13. The following surprised me by a phone call from a BPO company and luckily, I became part of Wave 51 for a Telecom company. It's a new environment. A whole new world filled with uncertainties to people that I will be working with, and even to the field itself. Shifting schedule bewildered me. I was caught in the middle and now there's no turning back. This is what I have been planning for. Now I'm here, there's no way out anymore.

14. And for the final month of the year, our family will be celebrating New Year differently. I finally gave in to Mama's request of going to Cavite and spending the next 3 days there. What I just hope for is that my mood swings won't be attacking by then. After that, I will be starting my countdown to my 24th birthday. Yay!

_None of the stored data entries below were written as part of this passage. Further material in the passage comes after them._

//! hwprobe - static hardware inventory of a Linux host.
//!
//! The library reads `/proc`, `/sys` and `/dev`, runs a few diagnostic tools
//! (`findmnt`, `udevadm`, `ethtool`) and normalizes what they report into the
//! records in [`model`]:
//! - CPU packages, cores and threads
//! - NUMA nodes and the cores inside them
//! - memory totals and supported huge page sizes
//! - disks with their partitions
//! - network interface controllers
//!
//! [`host()`] gives the process-wide [`Inventory`] for the running machine.
//! Tests and tools that inspect a captured tree build their own `Inventory`
//! with custom [`ScanPaths`] or mock readers.
//!
//! ```no_run
//! let inventory = hwprobe::host();
//! if let Ok(hwprobe::Discovery::Found(cpu)) = inventory.cpu() {
//!     println!("{} cores, {} threads", cpu.total_cores, cpu.total_threads);
//! }
//! ```

pub mod cache;
pub mod collector;
pub mod config;
pub mod inventory;
pub mod model;
pub mod platform;
pub mod report;

pub use cache::ScanCache;
pub use collector::{CollectError, ParseError};
pub use config::ScanPaths;
pub use inventory::{DiscoveryResult, Inventory, host};
pub use platform::{Discovery, Platform};
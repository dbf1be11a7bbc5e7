//! Memory collector backed by `/proc/meminfo` and the sysfs memory trees.

use crate::collector::error::{CollectError, ParseError};
use crate::collector::parser::{
    parse_hex_u64, parse_hugepage_size, parse_indexed_name, parse_meminfo_total,
};
use crate::collector::traits::FileSystem;
use crate::collector::{read_dir_source, read_source};
use crate::config::{ScanPaths, file_name};
use crate::model::MemoryInfo;
use std::collections::BTreeSet;
use tracing::{debug, trace};

/// Collects memory totals and supported page sizes.
pub struct MemoryCollector<F: FileSystem> {
    fs: F,
    paths: ScanPaths,
}

impl<F: FileSystem> MemoryCollector<F> {
    /// Creates a new memory collector.
    ///
    /// # Arguments
    /// * `fs` - Filesystem implementation (real or mock)
    /// * `paths` - Pseudo-filesystem roots
    pub fn new(fs: F, paths: ScanPaths) -> Self {
        Self { fs, paths }
    }

    /// Reads usable and physical totals and the huge page sizes.
    ///
    /// Missing sources yield sentinels; malformed content fails the scan.
    pub fn collect(&self) -> Result<MemoryInfo, CollectError> {
        let info = MemoryInfo {
            total_physical_bytes: self.total_physical_bytes()?,
            total_usable_bytes: self.total_usable_bytes()?,
            supported_page_sizes: self.supported_page_sizes()?,
        };
        debug!(
            physical = ?info.total_physical_bytes,
            usable = info.total_usable_bytes,
            page_sizes = info.supported_page_sizes.len(),
            "collected memory info"
        );
        Ok(info)
    }

    /// `MemTotal` in bytes; 0 when `/proc/meminfo` is missing.
    pub fn total_usable_bytes(&self) -> Result<u64, CollectError> {
        let path = self.paths.meminfo();
        match read_source(&self.fs, &path) {
            Some(content) => {
                parse_meminfo_total(&content).map_err(|e| CollectError::parse(&path, e))
            }
            None => Ok(0),
        }
    }

    /// Block size times the number of online memory blocks.
    ///
    /// `None` when the memory-block tree is not exposed.
    pub fn total_physical_bytes(&self) -> Result<Option<u64>, CollectError> {
        let dir = self.paths.memory_block_dir();
        let path = dir.join("block_size_bytes");
        let Some(content) = read_source(&self.fs, &path) else {
            return Ok(None);
        };
        let block_size = parse_hex_u64(&content).map_err(|e| CollectError::parse(&path, e))?;

        let Some(entries) = read_dir_source(&self.fs, &dir) else {
            return Ok(None);
        };
        let online = entries
            .iter()
            .filter(|entry| {
                file_name(entry).and_then(|name| parse_indexed_name(name, "memory")).is_some()
            })
            .filter(|entry| {
                read_source(&self.fs, &entry.join("state")).is_some_and(|s| s.trim() == "online")
            })
            .count() as u64;

        let total = block_size.checked_mul(online).ok_or_else(|| {
            CollectError::parse(
                &path,
                ParseError::new(format!("{} online blocks overflow a byte count", online)),
            )
        })?;
        Ok(Some(total))
    }

    /// Page sizes in bytes, decoded from the `hugepages-<n>kB` directories.
    pub fn supported_page_sizes(&self) -> Result<BTreeSet<u64>, CollectError> {
        let Some(entries) = read_dir_source(&self.fs, &self.paths.hugepages_dir()) else {
            return Ok(BTreeSet::new());
        };

        let mut sizes = BTreeSet::new();
        for entry in entries {
            if !self.fs.is_dir(&entry) {
                trace!(path = ?entry, "skipping non-directory hugepage entry");
                continue;
            }
            let Some(name) = file_name(&entry) else {
                continue;
            };
            sizes.insert(parse_hugepage_size(name).map_err(|e| CollectError::parse(&entry, e))?);
        }
        Ok(sizes)
    }
}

Under all the circumstances that 2012 put me through, still I am completely thankful as on how it started, how it went on, and on how it will end. It was not a perfect year, it was not totally the best year, but it was a year that made me stand on my own two feet toughly. It challenged me as on how I will take life to the extreme limit. And that's what makes this year eminent.

Quota ako ng tawa at iyak sa taong ito and yet, wala akong kasawa-sawang madama ang dalawa sa pinakamati-tinding emosyon. Surely, happines and saidness goes hand in hand. 

I lost people. Gained new ones. Lost a job. Found a better one. It's your faith in yourself that you must not lose. Ever. And the love in your heart that makes you smile day after day even if the world gives up on you.